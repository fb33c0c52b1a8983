// Copyright 2025-Present Datadog, Inc. https://www.datadoghq.com/
// SPDX-License-Identifier: Apache-2.0

//! Runtime configuration. The defaults mirror the sizes the system was
//! tuned with: 1 MiB staging rings, a 64 MiB double buffer, and microsecond
//! idle polls.

use anyhow::ensure;
use std::path::PathBuf;
use std::time::Duration;

/// Extra open(2) flags applied to the log file on top of
/// append/read-write/create.
#[cfg(target_os = "linux")]
pub const DEFAULT_FILE_FLAGS: i32 = libc::O_NOATIME | libc::O_DSYNC;
#[cfg(not(target_os = "linux"))]
pub const DEFAULT_FILE_FLAGS: i32 = 0;

/// Where the log goes when the caller does not pick a file.
pub const DEFAULT_LOG_FILE: &str = "./compressedLog";

#[derive(Clone, Debug)]
pub struct Config {
    /// Byte size of each per-thread staging ring. Large enough to ride out
    /// bursts; a single record may use at most half of it.
    pub staging_buffer_size: usize,

    /// Byte size of each half of the output double buffer. Must be at
    /// least `staging_buffer_size` so one full ring always fits.
    pub output_buffer_size: usize,

    /// Most bytes one encode call consumes from a staging ring before
    /// space is released back to the producer. Lower values block
    /// producers more often but for shorter stretches.
    pub release_threshold: usize,

    /// How long the compression thread sleeps when it finds no work.
    pub poll_interval_no_work: Duration,

    /// How long the compression thread sleeps between write-completion
    /// polls while an I/O is in flight.
    pub poll_interval_during_io: Duration,

    /// Extra open(2) flags for the log file. When `O_DIRECT` is included,
    /// writes are zero-padded to 512-byte multiples.
    pub extra_file_flags: i32,

    /// Initial log file path.
    pub log_file: PathBuf,

    /// Embed the full site dictionary in each file-opening checkpoint (the
    /// generated-codec integration mode). Off by default: metadata then
    /// travels as dictionary fragments as sites register at runtime.
    pub full_dictionary_in_checkpoint: bool,

    /// Reset a full staging ring instead of blocking the producer. Only
    /// for benchmarking; the dropped bytes corrupt the record stream for
    /// the consumer.
    pub discard_on_full: bool,
}

impl Default for Config {
    fn default() -> Self {
        Config {
            staging_buffer_size: 1 << 20,
            output_buffer_size: 1 << 26,
            release_threshold: 1 << 19,
            poll_interval_no_work: Duration::from_micros(1),
            poll_interval_during_io: Duration::from_micros(1),
            extra_file_flags: DEFAULT_FILE_FLAGS,
            log_file: PathBuf::from(DEFAULT_LOG_FILE),
            full_dictionary_in_checkpoint: false,
            discard_on_full: false,
        }
    }
}

impl Config {
    pub fn validate(&self) -> anyhow::Result<()> {
        ensure!(
            self.staging_buffer_size >= 4096,
            "staging buffer must be at least 4 KiB, got {}",
            self.staging_buffer_size
        );
        ensure!(
            self.output_buffer_size >= self.staging_buffer_size,
            "output buffer ({}) must be at least the staging buffer size ({})",
            self.output_buffer_size,
            self.staging_buffer_size
        );
        ensure!(
            self.output_buffer_size % 512 == 0,
            "output buffer ({}) must be a multiple of the 512-byte write alignment",
            self.output_buffer_size
        );
        ensure!(
            self.release_threshold >= self.staging_buffer_size / 2
                && self.release_threshold <= self.staging_buffer_size,
            "release threshold ({}) must be between half the staging buffer \
             size and the staging buffer size ({}); a maximal record has to \
             fit in one encode hop",
            self.release_threshold,
            self.staging_buffer_size
        );
        Ok(())
    }

    /// Largest record admitted to a staging ring; the bound comes from the
    /// ring's wrap protocol.
    pub fn max_record_size(&self) -> usize {
        self.staging_buffer_size / 2
    }

    pub fn uses_direct_io(&self) -> bool {
        #[cfg(target_os = "linux")]
        {
            self.extra_file_flags & libc::O_DIRECT != 0
        }
        #[cfg(not(target_os = "linux"))]
        {
            false
        }
    }
}

#[cfg(test)]
mod tests {
    use super::*;

    #[test]
    fn defaults_are_valid() {
        Config::default().validate().unwrap();
    }

    #[test]
    fn output_must_cover_staging() {
        let config = Config {
            staging_buffer_size: 1 << 20,
            output_buffer_size: 1 << 16,
            ..Config::default()
        };
        assert!(config.validate().is_err());
    }

    #[test]
    fn release_threshold_bounds() {
        let config = Config {
            release_threshold: (1 << 20) + 1,
            ..Config::default()
        };
        assert!(config.validate().is_err());
    }
}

================================

### Exercise aim
Restate all of the data above. Match it word for word.

### Response to this exercise
repository fb33c0c52b1a8983
// Copyright 2025-Present Datadog, Inc. https://www.datadoghq.com/
// SPDX-License-Identifier: Apache-2.0

//! Runtime configuration. The defaults mirror the sizes the system was
//! tuned with: 1 MiB staging rings, a 64 MiB double buffer, and microsecond
//! idle polls.

use anyhow::ensure;
use std::path::PathBuf;
use std::time::Duration;

/// Extra open(2) flags applied to the log file on top of
/// append/read-write/create.
#[cfg(target_os = "linux")]
pub const DEFAULT_FILE_FLAGS: i32 = libc::O_NOATIME | libc::O_DSYNC;
#[cfg(not(target_os = "linux"))]
pub const DEFAULT_FILE_FLAGS: i32 = 0;

/// Where the log goes when the caller does not pick a file.
pub const DEFAULT_LOG_FILE: &str = "./compressedLog";

#[derive(Clone, Debug)]
pub struct Config {
    /// Byte size of each per-thread staging ring. Large enough to ride out
    /// bursts; a single record may use at most half of it.
    pub staging_buffer_size: usize,

    /// Byte size of each half of the output double buffer. Must be at
    /// least `staging_buffer_size` so one full ring always fits.
    pub output_buffer_size: usize,

    /// Most bytes one encode call consumes from a staging ring before
    /// space is released back to the producer. Lower values block
    /// producers more often but for shorter stretches.
    pub release_threshold: usize,

    /// How long the compression thread sleeps when it finds no work.
    pub poll_interval_no_work: Duration,

    /// How long the compression thread sleeps between write-completion
    /// polls while an I/O is in flight.
    pub poll_interval_during_io: Duration,

    /// Extra open(2) flags for the log file. When `O_DIRECT` is included,
    /// writes are zero-padded to 512-byte multiples.
    pub extra_file_flags: i32,

    /// Initial log file path.
    pub log_file: PathBuf,

    /// Embed the full site dictionary in each file-opening checkpoint (the
    /// generated-codec integration mode). Off by default: metadata then
    /// travels as dictionary fragments as sites register at runtime.
    pub full_dictionary_in_checkpoint: bool,

    /// Reset a full staging ring instead of blocking the producer. Only
    /// for benchmarking; the dropped bytes corrupt the record stream for
    /// the consumer.
    pub discard_on_full: bool,
}

impl Default for Config {
    fn default() -> Self {
        Config {
            staging_buffer_size: 1 << 20,
            output_buffer_size: 1 << 26,
            release_threshold: 1 << 19,
            poll_interval_no_work: Duration::from_micros(1),
            poll_interval_during_io: Duration::from_micros(1),
            extra_file_flags: DEFAULT_FILE_FLAGS,
            log_file: PathBuf::from(DEFAULT_LOG_FILE),
            full_dictionary_in_checkpoint: false,
            discard_on_full: false,
        }
    }
}

impl Config {
    pub fn validate(&self) -> anyhow::Result<()> {
        ensure!(
            self.staging_buffer_size >= 4096,
            "staging buffer must be at least 4 KiB, got {}",
            self.staging_buffer_size
        );
        ensure!(
            self.output_buffer_size >= self.staging_buffer_size,
            "output buffer ({}) must be at least the staging buffer size ({})",
            self.output_buffer_size,
            self.staging_buffer_size
        );
        ensure!(
            self.output_buffer_size % 512 == 0,
            "output buffer ({}) must be a multiple of the 512-byte write alignment",
            self.output_buffer_size
        );
        ensure!(
            self.release_threshold >= self.staging_buffer_size / 2
                && self.release_threshold <= self.staging_buffer_size,
            "release threshold ({}) must be between half the staging buffer \
             size and the staging buffer size ({}); a maximal record has to \
             fit in one encode hop",
            self.release_threshold,
            self.staging_buffer_size
        );
        Ok(())
    }

    /// Largest record admitted to a staging ring; the bound comes from the
    /// ring's wrap protocol.
    pub fn max_record_size(&self) -> usize {
        self.staging_buffer_size / 2
    }

    pub fn uses_direct_io(&self) -> bool {
        #[cfg(target_os = "linux")]
        {
            self.extra_file_flags & libc::O_DIRECT != 0
        }
        #[cfg(not(target_os = "linux"))]
        {
            false
        }
    }
}

#[cfg(test)]
mod tests {
    use super::*;

    #[test]
    fn defaults_are_valid() {
        Config::default().validate().unwrap();
    }

    #[test]
    fn output_must_cover_staging() {
        let config = Config {
            staging_buffer_size: 1 << 20,
            output_buffer_size: 1 << 16,
            ..Config::default()
        };
        assert!(config.validate().is_err());
    }

    #[test]
    fn release_threshold_bounds() {
        let config = Config {
            release_threshold: (1 << 20) + 1,
            ..Config::default()
        };
        assert!(config.validate().is_err());
    }
}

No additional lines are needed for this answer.